What this task involves: Copy down all of the data underneath, exactly as shown.

Source records:
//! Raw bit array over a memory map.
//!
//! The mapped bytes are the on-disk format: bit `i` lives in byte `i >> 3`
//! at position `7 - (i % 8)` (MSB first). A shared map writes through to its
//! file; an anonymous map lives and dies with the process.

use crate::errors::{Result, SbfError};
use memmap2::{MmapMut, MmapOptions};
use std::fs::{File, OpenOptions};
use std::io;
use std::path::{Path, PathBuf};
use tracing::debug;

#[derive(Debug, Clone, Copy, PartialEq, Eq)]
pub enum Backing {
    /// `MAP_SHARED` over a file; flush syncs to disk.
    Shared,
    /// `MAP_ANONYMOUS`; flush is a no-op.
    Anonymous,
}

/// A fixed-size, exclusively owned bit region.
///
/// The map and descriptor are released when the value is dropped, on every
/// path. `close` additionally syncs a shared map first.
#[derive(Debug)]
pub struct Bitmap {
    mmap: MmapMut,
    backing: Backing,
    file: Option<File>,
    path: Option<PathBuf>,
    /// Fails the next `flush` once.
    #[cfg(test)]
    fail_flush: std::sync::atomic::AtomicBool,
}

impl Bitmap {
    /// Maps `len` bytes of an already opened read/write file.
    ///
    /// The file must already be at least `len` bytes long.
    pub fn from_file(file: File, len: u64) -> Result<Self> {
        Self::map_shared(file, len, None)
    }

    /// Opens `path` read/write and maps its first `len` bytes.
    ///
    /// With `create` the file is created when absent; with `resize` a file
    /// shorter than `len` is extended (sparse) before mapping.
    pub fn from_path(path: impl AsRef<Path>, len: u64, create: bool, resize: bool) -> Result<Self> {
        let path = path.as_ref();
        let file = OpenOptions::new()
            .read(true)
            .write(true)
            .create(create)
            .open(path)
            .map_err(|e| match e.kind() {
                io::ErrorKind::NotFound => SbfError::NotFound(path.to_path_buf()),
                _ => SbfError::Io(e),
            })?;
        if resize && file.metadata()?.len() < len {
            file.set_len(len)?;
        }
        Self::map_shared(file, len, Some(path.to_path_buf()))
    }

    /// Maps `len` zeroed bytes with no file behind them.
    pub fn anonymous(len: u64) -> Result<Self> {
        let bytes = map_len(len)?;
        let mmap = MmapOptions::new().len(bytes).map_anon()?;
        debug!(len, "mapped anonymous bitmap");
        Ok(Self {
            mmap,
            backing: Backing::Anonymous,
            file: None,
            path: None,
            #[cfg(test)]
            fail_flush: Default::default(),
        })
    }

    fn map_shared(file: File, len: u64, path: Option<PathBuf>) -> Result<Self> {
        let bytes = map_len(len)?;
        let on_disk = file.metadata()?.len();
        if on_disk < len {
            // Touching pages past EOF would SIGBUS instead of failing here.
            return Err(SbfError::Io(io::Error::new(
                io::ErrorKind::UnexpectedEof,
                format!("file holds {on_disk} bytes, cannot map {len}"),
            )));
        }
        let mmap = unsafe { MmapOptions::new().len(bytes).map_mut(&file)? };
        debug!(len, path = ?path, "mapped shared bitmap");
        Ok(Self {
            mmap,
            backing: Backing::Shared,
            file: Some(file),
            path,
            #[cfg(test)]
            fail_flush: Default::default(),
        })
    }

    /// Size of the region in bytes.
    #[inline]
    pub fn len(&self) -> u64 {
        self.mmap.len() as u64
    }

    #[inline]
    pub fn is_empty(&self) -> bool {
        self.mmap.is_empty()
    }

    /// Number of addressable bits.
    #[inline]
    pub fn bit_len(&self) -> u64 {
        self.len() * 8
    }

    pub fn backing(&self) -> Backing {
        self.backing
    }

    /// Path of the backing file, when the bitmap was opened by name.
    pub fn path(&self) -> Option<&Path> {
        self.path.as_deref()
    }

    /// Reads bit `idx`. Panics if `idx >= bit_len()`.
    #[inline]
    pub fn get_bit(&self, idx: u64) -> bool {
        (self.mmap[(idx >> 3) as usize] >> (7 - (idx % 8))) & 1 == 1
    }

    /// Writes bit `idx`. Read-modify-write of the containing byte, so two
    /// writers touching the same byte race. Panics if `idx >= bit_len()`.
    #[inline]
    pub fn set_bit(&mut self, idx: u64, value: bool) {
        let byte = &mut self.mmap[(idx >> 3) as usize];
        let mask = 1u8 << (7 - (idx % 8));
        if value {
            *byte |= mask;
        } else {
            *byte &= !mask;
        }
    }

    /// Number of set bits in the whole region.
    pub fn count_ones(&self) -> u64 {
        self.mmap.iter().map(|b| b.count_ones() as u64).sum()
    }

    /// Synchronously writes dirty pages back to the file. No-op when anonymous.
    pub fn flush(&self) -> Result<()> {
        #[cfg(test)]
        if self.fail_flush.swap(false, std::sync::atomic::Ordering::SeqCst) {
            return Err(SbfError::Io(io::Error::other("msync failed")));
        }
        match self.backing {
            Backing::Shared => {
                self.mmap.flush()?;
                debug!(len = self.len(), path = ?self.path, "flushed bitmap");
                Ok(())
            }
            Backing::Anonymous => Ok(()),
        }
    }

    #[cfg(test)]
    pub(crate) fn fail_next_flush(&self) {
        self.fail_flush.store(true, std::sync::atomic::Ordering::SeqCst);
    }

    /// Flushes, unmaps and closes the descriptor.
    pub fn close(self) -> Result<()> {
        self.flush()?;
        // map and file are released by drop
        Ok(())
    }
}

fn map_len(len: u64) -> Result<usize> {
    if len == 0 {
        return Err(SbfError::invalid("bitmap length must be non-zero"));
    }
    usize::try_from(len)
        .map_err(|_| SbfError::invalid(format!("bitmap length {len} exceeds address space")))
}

Output below:
//! Raw bit array over a memory map.
//!
//! The mapped bytes are the on-disk format: bit `i` lives in byte `i >> 3`
//! at position `7 - (i % 8)` (MSB first). A shared map writes through to its
//! file; an anonymous map lives and dies with the process.

use crate::errors::{Result, SbfError};
use memmap2::{MmapMut, MmapOptions};
use std::fs::{File, OpenOptions};
use std::io;
use std::path::{Path, PathBuf};
use tracing::debug;

#[derive(Debug, Clone, Copy, PartialEq, Eq)]
pub enum Backing {
    /// `MAP_SHARED` over a file; flush syncs to disk.
    Shared,
    /// `MAP_ANONYMOUS`; flush is a no-op.
    Anonymous,
}

/// A fixed-size, exclusively owned bit region.
///
/// The map and descriptor are released when the value is dropped, on every
/// path. `close` additionally syncs a shared map first.
#[derive(Debug)]
pub struct Bitmap {
    mmap: MmapMut,
    backing: Backing,
    file: Option<File>,
    path: Option<PathBuf>,
    /// Fails the next `flush` once.
    #[cfg(test)]
    fail_flush: std::sync::atomic::AtomicBool,
}

impl Bitmap {
    /// Maps `len` bytes of an already opened read/write file.
    ///
    /// The file must already be at least `len` bytes long.
    pub fn from_file(file: File, len: u64) -> Result<Self> {
        Self::map_shared(file, len, None)
    }

    /// Opens `path` read/write and maps its first `len` bytes.
    ///
    /// With `create` the file is created when absent; with `resize` a file
    /// shorter than `len` is extended (sparse) before mapping.
    pub fn from_path(path: impl AsRef<Path>, len: u64, create: bool, resize: bool) -> Result<Self> {
        let path = path.as_ref();
        let file = OpenOptions::new()
            .read(true)
            .write(true)
            .create(create)
            .open(path)
            .map_err(|e| match e.kind() {
                io::ErrorKind::NotFound => SbfError::NotFound(path.to_path_buf()),
                _ => SbfError::Io(e),
            })?;
        if resize && file.metadata()?.len() < len {
            file.set_len(len)?;
        }
        Self::map_shared(file, len, Some(path.to_path_buf()))
    }

    /// Maps `len` zeroed bytes with no file behind them.
    pub fn anonymous(len: u64) -> Result<Self> {
        let bytes = map_len(len)?;
        let mmap = MmapOptions::new().len(bytes).map_anon()?;
        debug!(len, "mapped anonymous bitmap");
        Ok(Self {
            mmap,
            backing: Backing::Anonymous,
            file: None,
            path: None,
            #[cfg(test)]
            fail_flush: Default::default(),
        })
    }

    fn map_shared(file: File, len: u64, path: Option<PathBuf>) -> Result<Self> {
        let bytes = map_len(len)?;
        let on_disk = file.metadata()?.len();
        if on_disk < len {
            // Touching pages past EOF would SIGBUS instead of failing here.
            return Err(SbfError::Io(io::Error::new(
                io::ErrorKind::UnexpectedEof,
                format!("file holds {on_disk} bytes, cannot map {len}"),
            )));
        }
        let mmap = unsafe { MmapOptions::new().len(bytes).map_mut(&file)? };
        debug!(len, path = ?path, "mapped shared bitmap");
        Ok(Self {
            mmap,
            backing: Backing::Shared,
            file: Some(file),
            path,
            #[cfg(test)]
            fail_flush: Default::default(),
        })
    }

    /// Size of the region in bytes.
    #[inline]
    pub fn len(&self) -> u64 {
        self.mmap.len() as u64
    }

    #[inline]
    pub fn is_empty(&self) -> bool {
        self.mmap.is_empty()
    }

    /// Number of addressable bits.
    #[inline]
    pub fn bit_len(&self) -> u64 {
        self.len() * 8
    }

    pub fn backing(&self) -> Backing {
        self.backing
    }

    /// Path of the backing file, when the bitmap was opened by name.
    pub fn path(&self) -> Option<&Path> {
        self.path.as_deref()
    }

    /// Reads bit `idx`. Panics if `idx >= bit_len()`.
    #[inline]
    pub fn get_bit(&self, idx: u64) -> bool {
        (self.mmap[(idx >> 3) as usize] >> (7 - (idx % 8))) & 1 == 1
    }

    /// Writes bit `idx`. Read-modify-write of the containing byte, so two
    /// writers touching the same byte race. Panics if `idx >= bit_len()`.
    #[inline]
    pub fn set_bit(&mut self, idx: u64, value: bool) {
        let byte = &mut self.mmap[(idx >> 3) as usize];
        let mask = 1u8 << (7 - (idx % 8));
        if value {
            *byte |= mask;
        } else {
            *byte &= !mask;
        }
    }

    /// Number of set bits in the whole region.
    pub fn count_ones(&self) -> u64 {
        self.mmap.iter().map(|b| b.count_ones() as u64).sum()
    }

    /// Synchronously writes dirty pages back to the file. No-op when anonymous.
    pub fn flush(&self) -> Result<()> {
        #[cfg(test)]
        if self.fail_flush.swap(false, std::sync::atomic::Ordering::SeqCst) {
            return Err(SbfError::Io(io::Error::other("msync failed")));
        }
        match self.backing {
            Backing::Shared => {
                self.mmap.flush()?;
                debug!(len = self.len(), path = ?self.path, "flushed bitmap");
                Ok(())
            }
            Backing::Anonymous => Ok(()),
        }
    }

    #[cfg(test)]
    pub(crate) fn fail_next_flush(&self) {
        self.fail_flush.store(true, std::sync::atomic::Ordering::SeqCst);
    }

    /// Flushes, unmaps and closes the descriptor.
    pub fn close(self) -> Result<()> {
        self.flush()?;
        // map and file are released by drop
        Ok(())
    }
}

fn map_len(len: u64) -> Result<usize> {
    if len == 0 {
        return Err(SbfError::invalid("bitmap length must be non-zero"));
    }
    usize::try_from(len)
        .map_err(|_| SbfError::invalid(format!("bitmap length {len} exceeds address space")))
}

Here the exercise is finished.